Марфа за печкой молчала.
В контору ввалились два паренька комсомольского возраста.
– Вы зачем? — повернулся к ним Ципышев всем телом.
– Радио хотим послушать.
– Нельзя. У нас сейчас партсобрание будет.
– А нам куда? Тут нас много.
– Куда хотите.
Сказав это, Ципышев оглянулся на своих друзей, словно хотел узнать, одобряют ли они его поведение.
Петр Кузьмич не одобрил.
– Вот что, молодцы, — сказал он, обращаясь к ребятам. — Мы тут провернем партсобрание, поговорим, а потом уж вы занимайте позиции.

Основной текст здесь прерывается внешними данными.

//! Test utilities for integration tests.
//!
//! Writes small geo-referenced TIFFs into a temporary directory and builds a
//! router over them with the real GeoTIFF opener.

use std::fs::File;
use std::path::Path;

use axum::body::Body;
use axum::http::{Request, Response};
use axum::Router;
use http_body_util::BodyExt;
use image::{ImageFormat, RgbaImage};
use tempfile::TempDir;
use tiff::encoder::{colortype, TiffEncoder};

use cog_tile_server::raster::geotiff::{model_tag, MODEL_PIXEL_SCALE_TAG, MODEL_TIEPOINT_TAG};
use cog_tile_server::tile::tile_bbox;
use cog_tile_server::{
    create_router, GeoTiffOpener, RouterConfig, SourceCatalog, SourceRegistry, TileService,
    TileServiceOptions,
};

/// Tile exactly covered by the fixture raster.
pub const FIXTURE_TILE: (u8, u32, u32) = (5, 10, 10);

/// Fixture raster side length in pixels.
pub const FIXTURE_SIZE: u32 = 64;

/// Colour of the right half of the fixture; the left half is pure black.
pub const FIXTURE_COLOR: [u8; 3] = [10, 60, 110];

// =============================================================================
// GeoTIFF Fixtures
// =============================================================================

/// Write an RGB GeoTIFF with a tiepoint/pixel-scale georeference.
pub fn write_geotiff(
    path: &Path,
    width: u32,
    height: u32,
    data: &[u8],
    origin: (f64, f64),
    pixel_size: f64,
) {
    let file = File::create(path).unwrap();
    let mut encoder = TiffEncoder::new(file).unwrap();
    let mut image = encoder.new_image::<colortype::RGB8>(width, height).unwrap();

    let scale = [pixel_size, pixel_size, 0.0];
    let tiepoint = [0.0, 0.0, 0.0, origin.0, origin.1, 0.0];
    image
        .encoder()
        .write_tag(model_tag(MODEL_PIXEL_SCALE_TAG), &scale[..])
        .unwrap();
    image
        .encoder()
        .write_tag(model_tag(MODEL_TIEPOINT_TAG), &tiepoint[..])
        .unwrap();

    image.write_data(data).unwrap();
}

/// Write the fixture raster covering exactly [`FIXTURE_TILE`].
///
/// Left half pure black (transparent once composited), right half [`FIXTURE_COLOR`].
pub fn write_fixture(path: &Path) {
    let (z, x, y) = FIXTURE_TILE;
    let bbox = tile_bbox(z, x, y);
    let pixel_size = (bbox.east - bbox.west) / f64::from(FIXTURE_SIZE);

    let mut data = Vec::with_capacity((FIXTURE_SIZE * FIXTURE_SIZE * 3) as usize);
    for _row in 0..FIXTURE_SIZE {
        for col in 0..FIXTURE_SIZE {
            if col < FIXTURE_SIZE / 2 {
                data.extend_from_slice(&[0, 0, 0]);
            } else {
                data.extend_from_slice(&FIXTURE_COLOR);
            }
        }
    }

    write_geotiff(
        path,
        FIXTURE_SIZE,
        FIXTURE_SIZE,
        &data,
        (bbox.west, bbox.north),
        pixel_size,
    );
}

// =============================================================================
// Router Construction
// =============================================================================

/// A raster directory holding `ortho_cog.tif` (served as `ortho`).
pub fn fixture_dir() -> TempDir {
    let dir = TempDir::new().unwrap();
    write_fixture(&dir.path().join("ortho_cog.tif"));
    dir
}

/// Catalog for a fixture directory plus a `ghost` source whose file is missing.
pub fn fixture_catalog(dir: &TempDir) -> SourceCatalog {
    let mut catalog = SourceCatalog::discover(dir.path());
    catalog.insert("ghost", dir.path().join("ghost.tif"));
    catalog
}

pub fn build_router(dir: &TempDir) -> Router {
    build_router_with_options(dir, TileServiceOptions::default())
}

pub fn build_router_with_options(dir: &TempDir, options: TileServiceOptions) -> Router {
    let registry = SourceRegistry::new(GeoTiffOpener::new(), fixture_catalog(dir));
    let service = TileService::with_options(registry, options).unwrap();
    create_router(service, RouterConfig::new().with_tracing(false))
}

// =============================================================================
// HTTP Helpers
// =============================================================================

pub fn get(uri: &str) -> Request<Body> {
    Request::builder().uri(uri).body(Body::empty()).unwrap()
}

pub async fn body_bytes(response: Response<Body>) -> Vec<u8> {
    response
        .into_body()
        .collect()
        .await
        .unwrap()
        .to_bytes()
        .to_vec()
}

pub async fn body_json(response: Response<Body>) -> serde_json::Value {
    serde_json::from_slice(&body_bytes(response).await).unwrap()
}

pub fn decode_png(data: &[u8]) -> RgbaImage {
    image::load_from_memory_with_format(data, ImageFormat::Png)
        .unwrap()
        .to_rgba8()
}

/// True if `data` is the 1×1 fully transparent EMPTY tile.
pub fn is_empty_tile(data: &[u8]) -> bool {
    let image = decode_png(data);
    image.dimensions() == (1, 1) && image.get_pixel(0, 0)[3] == 0
}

Наконец пришла и учительница, Акулина Семеновна, — молодая, низкорослая, почти девочка. Она устало распутала и сняла с головы серый шерстяной платок и ткнулась в уголок под деревянную полку с приемником. С ее приходом немного оживился и Ципышев. Но это его оживление выразилось в том, что он преувеличенно строго, по–начальнически заговорил с учительницей:
– Ты что это, Акулина Семеновна, всех ждать заставляешь?
Акулина Семеновна виновато посмотрела на Ципышева, на Петра Кузьмича, потом на горшок с окурками, на лампу и опустила глаза.